We got good news a few weeks ago. Jonah will have an aide working with him at school! It's a huge answer to prayer for us. It's been an exhausting few months of researching, reading, and praying. I was emotionally spent. Not any more though. I'm just SO THANKFUL.

It hit me again. Jesus loves Jonah more than I do.

7 comments:

Tracey said...

Wow! What a beautifully written post! I'm so glad to that you have found some answers and are getting things in place at school to make it a better place for Jonah to be. I'm praising God with you! Thanks for sharing so openly about your beautiful family!

Anonymous said...

We've been praying with you.
Just missing my lunches with him.
T

Grandma said...

Oh, Traci
I always have you and your family in my prayers.
I am just so thankful that you got the aid for Jonah.
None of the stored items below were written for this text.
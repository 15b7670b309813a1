//! nbmd CLI - Jupyter notebook to Markdown converter

use std::fs;
use std::path::{Path, PathBuf};

use clap::{Parser, Subcommand};
use colored::Colorize;
use indicatif::{ProgressBar, ProgressStyle};

use nbmd::render::{to_markdown_with_stats, RenderOptions};
use nbmd::{parse_file, Cell};

#[derive(Parser)]
#[command(name = "nbmd")]
#[command(version)]
#[command(about = "Convert Jupyter notebooks to Markdown", long_about = None)]
struct Cli {
    /// Input notebook file
    #[arg(value_name = "FILE")]
    input: Option<PathBuf>,

    #[command(subcommand)]
    command: Option<Commands>,
}

#[derive(Subcommand)]
enum Commands {
    /// Convert a notebook to <stem>.md with images in <stem>_images/
    Convert {
        /// Input notebook file
        #[arg(value_name = "FILE")]
        input: PathBuf,

        /// Output markdown file (derived from the input if not specified)
        #[arg(short, long, value_name = "FILE")]
        output: Option<PathBuf>,
    },

    /// Convert a notebook to Markdown on stdout
    #[command(alias = "md")]
    Markdown {
        /// Input notebook file
        #[arg(value_name = "FILE")]
        input: PathBuf,

        /// Output file (stdout if not specified)
        #[arg(short, long, value_name = "FILE")]
        output: Option<PathBuf>,

        /// Code fence language (notebook metadata if not specified)
        #[arg(long)]
        language: Option<String>,

        /// Directory for extracted images
        #[arg(long, value_name = "DIR")]
        image_dir: Option<PathBuf>,
    },

    /// Show notebook information
    Info {
        /// Input notebook file
        #[arg(value_name = "FILE")]
        input: PathBuf,

        /// Output as JSON
        #[arg(long)]
        json: bool,
    },

    /// Show version information
    Version,
}

fn main() {
    env_logger::init();

    let cli = Cli::parse();

    let result = match cli.command {
        Some(Commands::Convert { input, output }) => cmd_convert(&input, output.as_deref()),
        Some(Commands::Markdown {
            input,
            output,
            language,
            image_dir,
        }) => cmd_markdown(
            &input,
            output.as_deref(),
            language.as_deref(),
            image_dir.as_deref(),
        ),
        Some(Commands::Info { input, json }) => cmd_info(&input, json),
        Some(Commands::Version) => {
            println!("nbmd {}", env!("CARGO_PKG_VERSION"));
            Ok(())
        }
        None => {
            if let Some(input) = cli.input {
                cmd_convert(&input, None)
            } else {
                println!("{}", "Usage: nbmd <FILE>".yellow());
                println!("       nbmd --help for more information");
                Ok(())
            }
        }
    };

    if let Err(e) = result {
        eprintln!("{}: {}", "Error".red().bold(), e);
        std::process::exit(1);
    }
}

/// Paths derived from the input filename: the markdown file, the image
/// directory name used in links, and the image directory on disk, all
/// siblings of the input.
struct DerivedPaths {
    markdown_file: PathBuf,
    image_dir_name: String,
    image_dir: PathBuf,
}

fn derive_paths(input: &Path) -> DerivedPaths {
    let stem = input.file_stem().unwrap_or_default().to_string_lossy();
    let parent = input.parent().unwrap_or_else(|| Path::new(""));
    let image_dir_name = format!("{}_images", stem);
    DerivedPaths {
        markdown_file: parent.join(format!("{}.md", stem)),
        image_dir: parent.join(&image_dir_name),
        image_dir_name,
    }
}

fn render_options_for(notebook: &nbmd::Notebook, language: Option<&str>) -> RenderOptions {
    let mut options = RenderOptions::default();
    if let Some(language) = language.or_else(|| notebook.language()) {
        options = options.with_code_language(language);
    }
    options
}

fn cmd_convert(input: &Path, output: Option<&Path>) -> Result<(), Box<dyn std::error::Error>> {
    let paths = derive_paths(input);
    let markdown_file = output.map(|p| p.to_path_buf()).unwrap_or(paths.markdown_file);

    let pb = ProgressBar::new(3);
    pb.set_style(
        ProgressStyle::default_bar()
            .template("{spinner:.green} [{bar:40.cyan/blue}] {msg}")
            .unwrap()
            .progress_chars("#>-"),
    );

    pb.set_message("Parsing notebook...");
    let notebook = parse_file(input)?;
    pb.inc(1);

    pb.set_message("Rendering Markdown...");
    let options = render_options_for(&notebook, None)
        .with_image_dir(&paths.image_dir)
        .with_image_dir_name(&paths.image_dir_name);
    let result = to_markdown_with_stats(&notebook, &options)?;
    pb.inc(1);

    pb.set_message("Writing output...");
    fs::write(&markdown_file, &result.content)?;
    pb.inc(1);

    pb.finish_with_message("Done!");

    println!("\n{}", "Output:".green().bold());
    println!("  {} {}", "├─".dimmed(), markdown_file.display());
    if result.stats.images > 0 {
        println!(
            "  {} {}/ ({} images)",
            "└─".dimmed(),
            paths.image_dir.display(),
            result.stats.images
        );
    } else {
        println!("  {} no images extracted", "└─".dimmed());
    }

    Ok(())
}

fn cmd_markdown(
    input: &Path,
    output: Option<&Path>,
    language: Option<&str>,
    image_dir: Option<&Path>,
) -> Result<(), Box<dyn std::error::Error>> {
    let notebook = parse_file(input)?;

    let mut options = render_options_for(&notebook, language);
    if let Some(dir) = image_dir {
        let name = dir
            .file_name()
            .map(|n| n.to_string_lossy().into_owned())
            .unwrap_or_else(|| "images".to_string());
        options = options.with_image_dir(dir).with_image_dir_name(name);
    }

    let markdown = nbmd::render::to_markdown(&notebook, &options)?;

    if let Some(path) = output {
        fs::write(path, &markdown)?;
        println!("{} {}", "Saved to".green(), path.display());
    } else {
        println!("{}", markdown);
    }

    Ok(())
}

fn cmd_info(input: &Path, json: bool) -> Result<(), Box<dyn std::error::Error>> {
    let notebook = parse_file(input)?;

    let outputs: usize = notebook
        .cells
        .iter()
        .map(|cell| match cell {
            Cell::Code { outputs, .. } => outputs.len(),
            _ => 0,
        })
        .sum();

    if json {
        let info = serde_json::json!({
            "file": input.display().to_string(),
            "nbformat": format!("{}.{}", notebook.nbformat, notebook.nbformat_minor),
            "language": notebook.language(),
            "cells": notebook.cell_count(),
            "code_cells": notebook.code_cell_count(),
            "outputs": outputs,
        });
        println!("{}", serde_json::to_string_pretty(&info)?);
        return Ok(());
    }

    println!("{}", "Notebook Information".cyan().bold());
    println!("{}", "─".repeat(40).dimmed());

    println!("{}: {}", "File".bold(), input.display());
    println!(
        "{}: {}.{}",
        "Format".bold(),
        notebook.nbformat,
        notebook.nbformat_minor
    );
    if let Some(language) = notebook.language() {
        println!("{}: {}", "Language".bold(), language);
    }

    println!();
    println!("{}", "Content Statistics".cyan().bold());
    println!("{}", "─".repeat(40).dimmed());
    println!("{}: {}", "Cells".bold(), notebook.cell_count());
    println!("{}: {}", "Code cells".bold(), notebook.code_cell_count());
    println!("{}: {}", "Outputs".bold(), outputs);

    Ok(())
}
And of course, Jesus loves him more than you do. That doesn't mean you love him any less than you do now.
So, just keep praying and everthing will work out.
I love all four of you very much.

Pop and Grammy said...

Before I read your post I thought the title "connecting the dots" had something to do with his freckles and the splattered mud on his face! I love it that you meet some of his sensory needs by letting him get down and dirty! He keeps that washing machine running!
I'm ready for some Jonah hugs and ready to kiss that muddy face! Love you, Buddy!

Organized Chaos said...

I'm so glad you're getting some answers that are letting you put pieces of this puzzle together. I'm sure it's been frustrating wanting to do everything you can for Jonah but not even really knowing what that entails. I'll continue to pray for more answers and for more people in his education circle that desire to understand him and love him.

And having once been very familiar with the DSM during grad school it's so hard or me to believe that there isn't currently a diagnosis for this because there are SO many that seem to effect less people!

Stephanie Wilson said...

Hopefully the next DSM will include this diagnosis! I am so glad that you are getting answers to your questions. I can personally relate to the brain chemical issues. It is so extremely difficult to ask a brain to function a certain "normal" way when it just CAN'T! So happy for this update Traci!

Deborah said...

wow! thanks for sharing. i loved reading about jonah and what love you and mike have for him. i am so thankful for the answered prayers.